Rare variants in prokineticin 2 pathway genes (PROK2; PROKR2), cause isolated hypogonadotropic hypogonadism (IHH) in humans, leading to pubertal failure and infertility. In addition to reproduction, this pathway is also implicated in cardiovascular, metabolic, and inflammatory regulation. The role of naturally occurring PROK2/R2 variants in the general population remains unknown. Thus, we aimed to investigate the role of PROK2/R2 variants in the overall human health.

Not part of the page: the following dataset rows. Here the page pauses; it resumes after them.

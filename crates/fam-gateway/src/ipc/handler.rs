//! Lookup orchestrator: one command out, one correlated reply back.

use crate::domain::config::{ChannelConfig, TimeoutConfig};
use crate::domain::error::{bounded, LookupError, MAX_RAW_EXCERPT_LEN};
use crate::domain::parse::ResponseParser;
use crate::domain::pending::{CorrelatorError, PendingReplyStore};
use crate::domain::types::LookupOutcome;
use crate::ipc::session::{SessionError, SessionHandle};
use dashmap::DashMap;
use shared_channel::{DestinationId, InboundReply, MessageBody, MessageChannel};
use std::path::PathBuf;
use std::sync::Arc;
use std::time::Duration;
use tokio::sync::Mutex;
use tokio::time::{timeout_at, Instant};
use tracing::{debug, info, warn};

/// Stand-in for a deadline past the representable range of `Instant`
const FAR_FUTURE: Duration = Duration::from_secs(86_400 * 365 * 30);

/// Runs lookups against the messaging session.
///
/// Exchanges on one destination are serialized; different destinations
/// proceed in parallel.
pub struct LookupOrchestrator {
    session: Arc<SessionHandle>,
    channel: Arc<dyn MessageChannel>,
    pending: Arc<PendingReplyStore>,
    parser: Arc<dyn ResponseParser>,
    /// Per-destination exchange locks
    exchange_locks: DashMap<DestinationId, Arc<Mutex<()>>>,
    timeouts: TimeoutConfig,
    command_keyword: String,
    download_dir: PathBuf,
}

impl LookupOrchestrator {
    pub fn new(
        session: Arc<SessionHandle>,
        channel: Arc<dyn MessageChannel>,
        pending: Arc<PendingReplyStore>,
        parser: Arc<dyn ResponseParser>,
        timeouts: TimeoutConfig,
        channel_config: &ChannelConfig,
    ) -> Self {
        Self {
            session,
            channel,
            pending,
            parser,
            exchange_locks: DashMap::new(),
            timeouts,
            command_keyword: channel_config.command_keyword.clone(),
            download_dir: channel_config.download_dir.clone(),
        }
    }

    /// Send the lookup command for `query` and turn the reply into an outcome.
    pub async fn lookup(&self, query: &str) -> Result<LookupOutcome, LookupError> {
        let start = Instant::now();
        let request_deadline = deadline_after(start, self.timeouts.request);

        // 1. Session
        let destination = match timeout_at(request_deadline, self.session.ensure_ready()).await {
            Ok(Ok(destination)) => destination,
            Ok(Err(e)) => return Err(session_error(&e)),
            Err(_) => {
                return Err(LookupError::SessionUnavailable(
                    "session setup timed out".to_string(),
                ))
            }
        };

        // 2. Exclusive exchange on the destination
        let lock = Arc::clone(
            self.exchange_locks
                .entry(destination.id)
                .or_default()
                .value(),
        );
        let _exchange = timeout_at(request_deadline, lock.lock_owned())
            .await
            .map_err(|_| LookupError::CorrelationTimeout {
                waited: start.elapsed(),
            })?;

        let mut wait = self.pending.reserve(destination.id).map_err(|e| {
            warn!(destination = %destination.id, error = %e, "Reply slot unavailable");
            LookupError::Internal(e.to_string())
        })?;

        // 3. Send; dropping `wait` on error releases the reservation
        let command = format!("{} {}", self.command_keyword, query);
        let token = match timeout_at(request_deadline, self.channel.send(&destination, &command)).await
        {
            Ok(Ok(token)) => token,
            Ok(Err(e)) => {
                warn!(destination = %destination.id, error = %e, "Failed to send command");
                return Err(LookupError::SendFailed(e.to_string()));
            }
            Err(_) => return Err(LookupError::SendFailed("send timed out".to_string())),
        };
        let sent_at = Instant::now();
        info!(destination = %destination.id, token = %token, command = %command, "Sent command");

        // 4. Arm
        wait.arm(token)
            .map_err(|e| LookupError::Internal(e.to_string()))?;

        // 5. Await the correlated reply
        let deadline = request_deadline.min(deadline_after(sent_at, self.timeouts.reply));
        let reply = wait.wait_until(deadline).await.map_err(|e| match e {
            CorrelatorError::TimedOut { .. } => LookupError::CorrelationTimeout {
                waited: start.elapsed(),
            },
            other => LookupError::Internal(other.to_string()),
        })?;
        debug!(
            token = %token,
            message_id = %reply.message_id,
            file = reply.body.is_file(),
            "Received correlated reply"
        );

        // 6. Materialize
        let text = timeout_at(request_deadline, self.materialize(&reply))
            .await
            .map_err(|_| LookupError::CorrelationTimeout {
                waited: start.elapsed(),
            })??;

        // 7. Parse
        let fields = self.parser.parse(&text);
        debug!(fields = fields.len(), elapsed_ms = start.elapsed().as_millis(), "Parsed reply");
        Ok(LookupOutcome::success(query, fields))
    }

    /// Reply body as text. Downloaded files are removed once read.
    async fn materialize(&self, reply: &InboundReply) -> Result<String, LookupError> {
        let text = match &reply.body {
            MessageBody::Text { text } => text.clone(),
            MessageBody::File { file_name, size } => {
                debug!(file_name = %file_name, size = size, "Downloading reply file");
                let path = self
                    .channel
                    .download_payload(reply, &self.download_dir)
                    .await
                    .map_err(|e| LookupError::ParseFailure {
                        reason: e.to_string(),
                        raw_excerpt: None,
                    })?;

                let read = tokio::fs::read(&path).await;
                if let Err(e) = tokio::fs::remove_file(&path).await {
                    warn!(path = %path.display(), error = %e, "Failed to remove downloaded file");
                }
                let bytes = read.map_err(|e| LookupError::ParseFailure {
                    reason: e.to_string(),
                    raw_excerpt: None,
                })?;

                match String::from_utf8(bytes) {
                    Ok(text) => text,
                    Err(e) => {
                        let lossy = String::from_utf8_lossy(e.as_bytes()).into_owned();
                        return Err(LookupError::ParseFailure {
                            reason: "reply file is not valid UTF-8".to_string(),
                            raw_excerpt: Some(bounded(&lossy, MAX_RAW_EXCERPT_LEN)),
                        });
                    }
                }
            }
        };

        if text.trim().is_empty() {
            return Err(LookupError::ParseFailure {
                reason: "empty reply".to_string(),
                raw_excerpt: None,
            });
        }
        Ok(text)
    }

    /// Number of outstanding correlated waits
    pub fn pending_count(&self) -> usize {
        self.pending.pending_count()
    }
}

/// `from + budget`, saturating at a far-future instant
fn deadline_after(from: Instant, budget: Duration) -> Instant {
    from.checked_add(budget)
        .or_else(|| from.checked_add(FAR_FUTURE))
        .unwrap_or(from)
}

fn session_error(error: &SessionError) -> LookupError {
    if error.is_no_destination() {
        LookupError::NoDestination
    } else {
        LookupError::SessionUnavailable(error.to_string())
    }
}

We performed a recall-by-genotype study in rare PROK2/R2 variant carriers and non-carrier controls from a large hospital dataset [Massachusetts General Brigham Biobank (MGBB)]. All recalled participants underwent medical history, physical exam, completed detailed questionnaires and laboratory evaluation including a frequently sampled intravenous glucose tolerance test. Continuous and categorical variables were analyzed with a t-test/non-parametric Wilcoxon rank sum test and a Fisher's exact test, respectively. Twenty-five rare PROKR2 variant carriers (11 males and 14 females, mean age 45.6 years ± SD 11.7) and 24 non-carrier controls (16 males and 8 females, mean age 44.8 years ± SD 10) were recruited. Male variant carriers were more likely to seek fertility evaluation compared to non-carrier controls (p = 0.03) and carriers of the founder PROKR2 (p.L173R) variant (44% of the cohort) in both sexes were more likely to be diagnosed with lower gastrointestinal phenotypes compared to controls (p = 0.02). This novel clinical association is in line with the reported role of prokineticin 2 in intestinal smooth muscle function in preclinical models. Rare heterozygous PROK2/R2 variants contribute to known reproductive and novel gastrointestinal phenotypes within a hospital-based population cohort.